■ Work required ■
For each line of the data below that contains "derive", return that line.

──────── Materials provided ────────

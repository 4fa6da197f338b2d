use crate::{
    engine::{advance, advance_par},
    Board, Config, NeighborTable, Result, Seed,
};
use std::time::Instant;

/// Owns the current generation together with the neighbor table of its geometry.
///
/// This is what a renderer drives: call [`Simulation::step`] once per frame
/// and read the board back through [`Simulation::rows`].
pub struct Simulation {
    board: Board,
    table: NeighborTable,
    generation: u64,         // Number of steps taken since seeding.
    last_step_duration: f64, // Duration of the last step in seconds.
}

impl Simulation {
    pub fn new(board: Board) -> Self {
        let table = NeighborTable::for_dimensions(board.dimensions());
        Self {
            board,
            table,
            generation: 0,
            last_step_duration: 0.,
        }
    }

    pub fn from_seed(width: usize, height: usize, seed: &Seed) -> Result<Self> {
        Ok(Self::new(seed.build(width, height)?))
    }

    /// Advances the board by one generation.
    pub fn step(&mut self) {
        let timer = Instant::now();
        self.board = if self.board.cells().len() >= Config::parallel_min_cells() {
            advance_par(&self.board, &self.table)
        } else {
            advance(&self.board, &self.table)
        };
        self.last_step_duration = timer.elapsed().as_secs_f64();
        self.generation += 1;
        tracing::trace!(
            generation = self.generation,
            seconds = self.last_step_duration,
            "stepped"
        );
    }

    /// Advances the board by `generations` generations.
    pub fn advance(&mut self, generations: u64) {
        for _ in 0..generations {
            self.step();
        }
    }

    pub fn board(&self) -> &Board {
        &self.board
    }

    pub fn table(&self) -> &NeighborTable {
        &self.table
    }

    /// Row-major view of the current generation.
    pub fn rows(&self) -> impl Iterator<Item = &[bool]> + '_ {
        self.board.rows()
    }

    pub fn generation(&self) -> u64 {
        self.generation
    }

    pub fn population(&self) -> usize {
        self.board.population()
    }

    pub fn last_step_duration(&self) -> f64 {
        self.last_step_duration
    }
}
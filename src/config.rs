use std::sync::atomic::{AtomicUsize, Ordering};

static PARALLEL_MIN_CELLS: AtomicUsize = AtomicUsize::new(Config::DEFAULT_PARALLEL_MIN_CELLS);

/// Process-wide defaults and tunables.
pub struct Config;

impl Config {
    pub const DEFAULT_WIDTH: usize = 9;
    pub const DEFAULT_HEIGHT: usize = 9;
    /// Fraction of cells alive in a random board.
    pub const DEFAULT_DENSITY: f64 = 0.25;
    /// A shape may be stamped no closer than this to the right and bottom edges.
    pub const SHAPE_MARGIN: usize = 6;
    pub const FRAME_DELAY_MS: u64 = 1000;
    pub const DEFAULT_PARALLEL_MIN_CELLS: usize = 1 << 16;

    /// Boards with at least this many cells are stepped on the rayon pool.
    pub fn parallel_min_cells() -> usize {
        PARALLEL_MIN_CELLS.load(Ordering::Relaxed)
    }

    pub fn set_parallel_min_cells(cells: usize) {
        PARALLEL_MIN_CELLS.store(cells, Ordering::Relaxed);
    }
}
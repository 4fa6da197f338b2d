#![warn(clippy::all)]

mod board;
mod config;
mod coords;
mod engine;
mod error;
mod seed;
mod shapes;
mod simulation;
mod topology;

pub use board::Board;
pub use config::Config;
pub use coords::Dimensions;
pub use engine::{next_state, step, step_par};
pub use error::{Error, Result};
pub use seed::{from_coordinates, random_board, stamp_shape, Seed};
pub use shapes::{Shape, SHAPES};
pub use simulation::Simulation;
pub use topology::NeighborTable;
use crate::{Error, Result};

/// A named pattern given as `(dx, dy)` offsets from its top-left corner.
#[derive(Debug, PartialEq, Eq)]
pub struct Shape {
    pub name: &'static str,
    pub cells: &'static [(usize, usize)],
}

pub const SHAPES: &[Shape] = &[
    Shape {
        name: "block",
        cells: &[(0, 0), (1, 0), (0, 1), (1, 1)],
    },
    Shape {
        name: "blinker",
        cells: &[(0, 0), (1, 0), (2, 0)],
    },
    Shape {
        name: "toad",
        cells: &[(1, 0), (2, 0), (3, 0), (0, 1), (1, 1), (2, 1)],
    },
    Shape {
        name: "beacon",
        cells: &[
            (0, 0), (1, 0), (0, 1), (1, 1),
            (2, 2), (3, 2), (2, 3), (3, 3),
        ],
    },
    Shape {
        name: "glider",
        cells: &[(1, 0), (2, 1), (0, 2), (1, 2), (2, 2)],
    },
];

impl Shape {
    /// Looks a shape up by name, ignoring case.
    pub fn find(name: &str) -> Result<&'static Shape> {
        SHAPES
            .iter()
            .find(|s| s.name.eq_ignore_ascii_case(name.trim()))
            .ok_or_else(|| Error::UnknownShape(name.to_string()))
    }

    /// Width and height of the bounding box.
    pub fn extent(&self) -> (usize, usize) {
        let w = self.cells.iter().map(|&(dx, _)| dx + 1).max().unwrap_or(0);
        let h = self.cells.iter().map(|&(_, dy)| dy + 1).max().unwrap_or(0);
        (w, h)
    }
}
use crate::{Error, Result};

/// Side lengths of a board. Both are positive and their product fits in `usize`.
#[derive(Clone, Copy, Debug, PartialEq, Eq, Hash)]
pub struct Dimensions {
    width: usize,
    height: usize,
}

impl Dimensions {
    pub fn new(width: usize, height: usize) -> Result<Self> {
        if width == 0 || height == 0 || width.checked_mul(height).is_none() {
            return Err(Error::InvalidDimension { width, height });
        }
        Ok(Self { width, height })
    }

    pub fn width(&self) -> usize {
        self.width
    }

    pub fn height(&self) -> usize {
        self.height
    }

    /// Total number of cells.
    pub fn len(&self) -> usize {
        self.width * self.height
    }

    pub fn is_empty(&self) -> bool {
        false
    }

    /// Converts 1-based `(x, y)` into a row-major linear index:
    /// `(y - 1) * width + (x - 1)`.
    pub fn to_index(&self, x: usize, y: usize) -> Result<usize> {
        if !(1..=self.width).contains(&x) || !(1..=self.height).contains(&y) {
            return Err(Error::OutOfBounds {
                x,
                y,
                width: self.width,
                height: self.height,
            });
        }
        Ok((y - 1) * self.width + (x - 1))
    }

    /// Inverse of [`Dimensions::to_index`], returns 1-based `(x, y)`.
    ///
    /// # Panics
    ///
    /// Panics if `index` is not less than [`Dimensions::len`].
    pub fn from_index(&self, index: usize) -> (usize, usize) {
        assert!(
            index < self.len(),
            "index {} out of range for {}x{} board",
            index,
            self.width,
            self.height
        );
        (index % self.width + 1, index / self.width + 1)
    }
}
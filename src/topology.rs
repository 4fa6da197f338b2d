use crate::{Dimensions, Result};

/// Neighbor indices of every cell of a torus: bounds of the field are stitched together.
///
/// Built once per board geometry and read-only afterwards, so it can be
/// shared between threads freely.
#[derive(Clone, Debug, PartialEq, Eq)]
pub struct NeighborTable {
    dims: Dimensions,
    neighbors: Vec<[usize; 8]>,
}

impl NeighborTable {
    /// Builds the table for a `width x height` torus.
    pub fn build(width: usize, height: usize) -> Result<Self> {
        Ok(Self::for_dimensions(Dimensions::new(width, height)?))
    }

    pub fn for_dimensions(dims: Dimensions) -> Self {
        let (w, h) = (dims.width(), dims.height());
        let neighbors = (0..dims.len())
            .map(|i| {
                let (r, c) = (i / w, i % w);
                // NW, N, NE, W, E, SW, S, SE
                let mut result = [0; 8];
                let mut k = 0;
                for dy in 0..3 {
                    for dx in 0..3 {
                        if dx == 1 && dy == 1 {
                            continue;
                        }
                        let nc = (c + w + dx - 1) % w;
                        let nr = (r + h + dy - 1) % h;
                        result[k] = nr * w + nc;
                        k += 1;
                    }
                }
                result
            })
            .collect();
        tracing::debug!(width = w, height = h, "built neighbor table");
        Self { dims, neighbors }
    }

    pub fn dimensions(&self) -> Dimensions {
        self.dims
    }

    /// The 8 toroidal neighbors of the cell at `index`.
    ///
    /// # Panics
    ///
    /// Panics if `index` is not less than the number of cells.
    pub fn neighbors(&self, index: usize) -> &[usize; 8] {
        &self.neighbors[index]
    }

    pub fn len(&self) -> usize {
        self.neighbors.len()
    }

    pub fn is_empty(&self) -> bool {
        self.neighbors.is_empty()
    }
}

#[cfg(test)]
mod tests {
    use super::*;
    use crate::Error;

    #[test]
    fn test_wrap_on_both_axes() {
        let table = NeighborTable::build(5, 5).unwrap();
        let dims = table.dimensions();
        let corner = dims.to_index(1, 1).unwrap();
        let neibs = table.neighbors(corner);
        for (x, y) in [(5, 5), (5, 1), (1, 5), (2, 1), (1, 2), (2, 2), (5, 2), (2, 5)] {
            assert!(
                neibs.contains(&dims.to_index(x, y).unwrap()),
                "({}, {}) missing from {:?}",
                x,
                y,
                neibs
            );
        }
    }

    #[test]
    fn test_neighbor_order() {
        let table = NeighborTable::build(3, 3).unwrap();
        // 3x3 board laid out as 0..9, the centre sees everything else in reading order
        assert_eq!(table.neighbors(4), &[0, 1, 2, 3, 5, 6, 7, 8]);
        assert_eq!(table.neighbors(0), &[8, 6, 7, 2, 1, 5, 3, 4]);
    }

    #[test]
    fn test_never_contains_self() {
        for (w, h) in [(2, 2), (2, 7), (3, 3), (5, 4), (16, 9)] {
            let table = NeighborTable::build(w, h).unwrap();
            assert_eq!(table.len(), w * h);
            for i in 0..table.len() {
                assert!(!table.neighbors(i).contains(&i), "{}x{} cell {}", w, h, i);
            }
        }
    }

    #[test]
    fn test_single_column_wraps_onto_itself() {
        let table = NeighborTable::build(1, 5).unwrap();
        assert_eq!(table.neighbors(2), &[1, 1, 1, 2, 2, 3, 3, 3]);
        let table = NeighborTable::build(5, 1).unwrap();
        assert_eq!(table.neighbors(2), &[1, 2, 3, 1, 3, 1, 2, 3]);
    }

    #[test]
    fn test_distinct_neighbors_on_large_boards() {
        let table = NeighborTable::build(4, 3).unwrap();
        for i in 0..table.len() {
            let mut neibs = table.neighbors(i).to_vec();
            neibs.sort_unstable();
            neibs.dedup();
            assert_eq!(neibs.len(), 8);
        }
    }

    #[test]
    fn test_invalid_dimensions() {
        assert_eq!(
            NeighborTable::build(0, 4),
            Err(Error::InvalidDimension {
                width: 0,
                height: 4
            })
        );
    }
}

────────

■ Reply ■
#[derive(Debug, PartialEq, Eq)]
#[derive(Clone, Copy, Debug, PartialEq, Eq, Hash)]
#[derive(Clone, Debug, PartialEq, Eq)]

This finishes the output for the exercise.